Woodward is a responsible, responsive legislator
Bonners Ferry Herald | UPDATED 6 days, 20 hours AGO
I am an attorney. I have practiced law in Idaho for 34 years. I am writing because Scott Herndon continues to misrepresent Jim Woodward’s 2020 vote on HB 500 using it as a campaign weapon. The public deserves an accurate perspective on what that vote actually means.
HB 500 — the Fairness in Women’s Sports Act — was signed into law in March 2020. Before the ink dried, the Idaho Attorney General’s office issued an opinion warning that the bill likely violated the 14th Amendment’s equal protection clause and Title IX. Five former, Republican, Idaho attorneys general wrote the Governor urging a veto to spare taxpayers the cost of defending a legally defective statute. Their collective judgment represented decades of experience in constitutional law.
Jim Woodward did just as any responsible legislator would, he read those legal opinions and voted accordingly. That is not a vote in favor of boys competing in girls’ sports. That is a conservative legislator doing exactly what a legislator should do — accepting legal counsel, abiding by the Constitution he swore to follow, and applying critical judgment to avoid taxpayer funding of a legal fight over a defective law.
What happened next is critical: The law was blocked by a federal court within weeks of being signed. It has never been enforced in six years since and Idaho taxpayers are funding its legal defense. The US Supreme Court heard oral arguments in January 2026 and has not ruled.
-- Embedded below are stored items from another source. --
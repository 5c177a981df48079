/*!
 * VFS Types
 * Shared types for tree operations with serde support
 */

mod errors;
mod metadata;
mod node_kind;

pub use errors::{ErrorKind, VfsError, VfsResult};
pub use metadata::{Metadata, VfsStats};
pub use node_kind::NodeKind;
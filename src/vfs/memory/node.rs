/*!
 * Tree Node Types
 * Arena handles and the file/directory node representation
 */

use smartstring::alias::String as NameString;
use std::collections::VecDeque;

use super::super::types::{Metadata, NodeKind};
use crate::core::time::Timestamp;
use crate::core::SecureBuffer;

/// Stable handle to a node inside one `VfsTree`
///
/// Handles carry a generation, so a handle to a deleted node stays invalid even
/// after its slot is reused.
#[derive(Debug, Clone, Copy, PartialEq, Eq, Hash)]
pub struct NodeId {
    pub(super) index: u32,
    pub(super) generation: u32,
}

/// Node payload
#[derive(Debug)]
pub(crate) enum NodeContent {
    File { data: SecureBuffer },
    /// Front of the deque is the most recently attached child
    Directory { children: VecDeque<NodeId> },
}

/// A file or directory in the tree
#[derive(Debug)]
pub struct VfsNode {
    pub(super) name: NameString,
    pub(crate) content: NodeContent,
    pub(super) mtime: Timestamp,
    pub(super) ctime: Timestamp,
    pub(super) parent: Option<NodeId>,
}

impl VfsNode {
    pub(crate) fn file(name: &str, data: SecureBuffer, mtime: Timestamp, ctime: Timestamp) -> Self {
        Self {
            name: name.into(),
            content: NodeContent::File { data },
            mtime,
            ctime,
            parent: None,
        }
    }

    pub(crate) fn directory(name: &str, mtime: Timestamp, ctime: Timestamp) -> Self {
        Self {
            name: name.into(),
            content: NodeContent::Directory {
                children: VecDeque::new(),
            },
            mtime,
            ctime,
            parent: None,
        }
    }

    #[inline]
    pub fn name(&self) -> &str {
        &self.name
    }

    #[inline]
    pub fn kind(&self) -> NodeKind {
        match self.content {
            NodeContent::File { .. } => NodeKind::File,
            NodeContent::Directory { .. } => NodeKind::Directory,
        }
    }

    #[inline]
    pub fn is_file(&self) -> bool {
        matches!(self.content, NodeContent::File { .. })
    }

    #[inline]
    pub fn is_dir(&self) -> bool {
        matches!(self.content, NodeContent::Directory { .. })
    }

    /// Byte count for files, direct child count for directories
    ///
    /// Derived from the payload, so it cannot drift from the data it describes.
    #[inline]
    pub fn size(&self) -> u64 {
        match &self.content {
            NodeContent::File { data } => data.len() as u64,
            NodeContent::Directory { children } => children.len() as u64,
        }
    }

    #[inline]
    pub fn mtime(&self) -> Timestamp {
        self.mtime
    }

    #[inline]
    pub fn ctime(&self) -> Timestamp {
        self.ctime
    }

    /// Parent handle; `None` only for the root
    #[inline]
    pub fn parent(&self) -> Option<NodeId> {
        self.parent
    }

    /// File contents; `None` for directories
    #[inline]
    pub fn data(&self) -> Option<&[u8]> {
        match &self.content {
            NodeContent::File { data } => Some(data),
            NodeContent::Directory { .. } => None,
        }
    }

    /// Child handles in storage order; empty for files
    pub fn children(&self) -> impl Iterator<Item = NodeId> + '_ {
        let children = match &self.content {
            NodeContent::Directory { children } => Some(children),
            NodeContent::File { .. } => None,
        };
        children.into_iter().flatten().copied()
    }

    pub fn metadata(&self) -> Metadata {
        Metadata {
            kind: self.kind(),
            size: self.size(),
            mtime: self.mtime,
            ctime: self.ctime,
        }
    }

    pub(super) fn children_mut(&mut self) -> Option<&mut VecDeque<NodeId>> {
        match &mut self.content {
            NodeContent::Directory { children } => Some(children),
            NodeContent::File { .. } => None,
        }
    }
}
Herndon uses HB500 as a character attack on Woodward in every campaign since 2022. He misrepresents Woodward’s following legal counsel into a bumper sticker — “voted to put boys in girls’ sports”. Sadly, some people accept that as fact. Unfortunately, taxpayers are funding a battle that Woodward voted to avoid.
This is not legitimate debate. It is a misrepresentation of a public servant’s record. An attorney general’s legal opinion is not talking point to be spun. Woodward followed legal advice. Apparently, Herndon would not have.